*Task description*: Each line of the listing that contains the word "styled" is to be copied.
━━━━━━
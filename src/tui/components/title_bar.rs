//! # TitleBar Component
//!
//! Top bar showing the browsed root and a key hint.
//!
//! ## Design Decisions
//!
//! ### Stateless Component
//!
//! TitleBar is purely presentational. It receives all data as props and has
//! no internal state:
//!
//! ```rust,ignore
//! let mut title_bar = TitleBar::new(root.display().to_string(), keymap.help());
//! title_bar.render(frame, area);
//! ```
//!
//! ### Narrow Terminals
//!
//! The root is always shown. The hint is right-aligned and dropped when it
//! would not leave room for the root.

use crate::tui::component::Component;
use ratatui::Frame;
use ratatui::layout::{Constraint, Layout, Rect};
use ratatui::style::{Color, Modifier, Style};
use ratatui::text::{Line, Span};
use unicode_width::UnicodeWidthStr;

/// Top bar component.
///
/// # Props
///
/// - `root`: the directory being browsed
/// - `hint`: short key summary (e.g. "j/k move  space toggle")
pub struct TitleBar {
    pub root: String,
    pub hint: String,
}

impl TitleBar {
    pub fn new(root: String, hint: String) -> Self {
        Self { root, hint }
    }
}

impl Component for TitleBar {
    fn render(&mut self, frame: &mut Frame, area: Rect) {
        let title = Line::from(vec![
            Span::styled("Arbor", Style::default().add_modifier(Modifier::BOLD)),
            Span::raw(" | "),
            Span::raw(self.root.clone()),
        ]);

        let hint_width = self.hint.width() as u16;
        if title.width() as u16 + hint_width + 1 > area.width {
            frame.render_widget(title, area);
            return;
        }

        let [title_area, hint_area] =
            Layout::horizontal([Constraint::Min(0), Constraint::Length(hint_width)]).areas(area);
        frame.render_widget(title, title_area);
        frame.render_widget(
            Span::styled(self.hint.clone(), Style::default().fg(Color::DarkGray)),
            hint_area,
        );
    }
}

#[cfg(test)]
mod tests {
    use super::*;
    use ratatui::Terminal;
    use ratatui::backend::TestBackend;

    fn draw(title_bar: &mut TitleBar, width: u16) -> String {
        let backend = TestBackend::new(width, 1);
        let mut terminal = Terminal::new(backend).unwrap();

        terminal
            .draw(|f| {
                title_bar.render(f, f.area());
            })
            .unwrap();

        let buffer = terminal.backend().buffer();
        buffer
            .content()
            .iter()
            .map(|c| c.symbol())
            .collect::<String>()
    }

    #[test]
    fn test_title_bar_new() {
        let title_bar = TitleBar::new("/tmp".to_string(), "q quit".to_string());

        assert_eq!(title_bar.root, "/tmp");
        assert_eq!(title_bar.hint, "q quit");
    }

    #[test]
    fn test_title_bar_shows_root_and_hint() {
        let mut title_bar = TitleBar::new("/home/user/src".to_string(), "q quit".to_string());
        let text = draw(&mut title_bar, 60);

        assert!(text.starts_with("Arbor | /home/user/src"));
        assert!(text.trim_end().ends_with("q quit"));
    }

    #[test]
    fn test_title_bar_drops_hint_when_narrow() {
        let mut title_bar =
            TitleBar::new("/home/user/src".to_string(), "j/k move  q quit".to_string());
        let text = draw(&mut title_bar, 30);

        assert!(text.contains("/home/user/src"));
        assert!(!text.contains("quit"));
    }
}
━━━━━━
*Answer space*:
            Span::styled("Arbor", Style::default().add_modifier(Modifier::BOLD)),
            Span::styled(self.hint.clone(), Style::default().fg(Color::DarkGray)),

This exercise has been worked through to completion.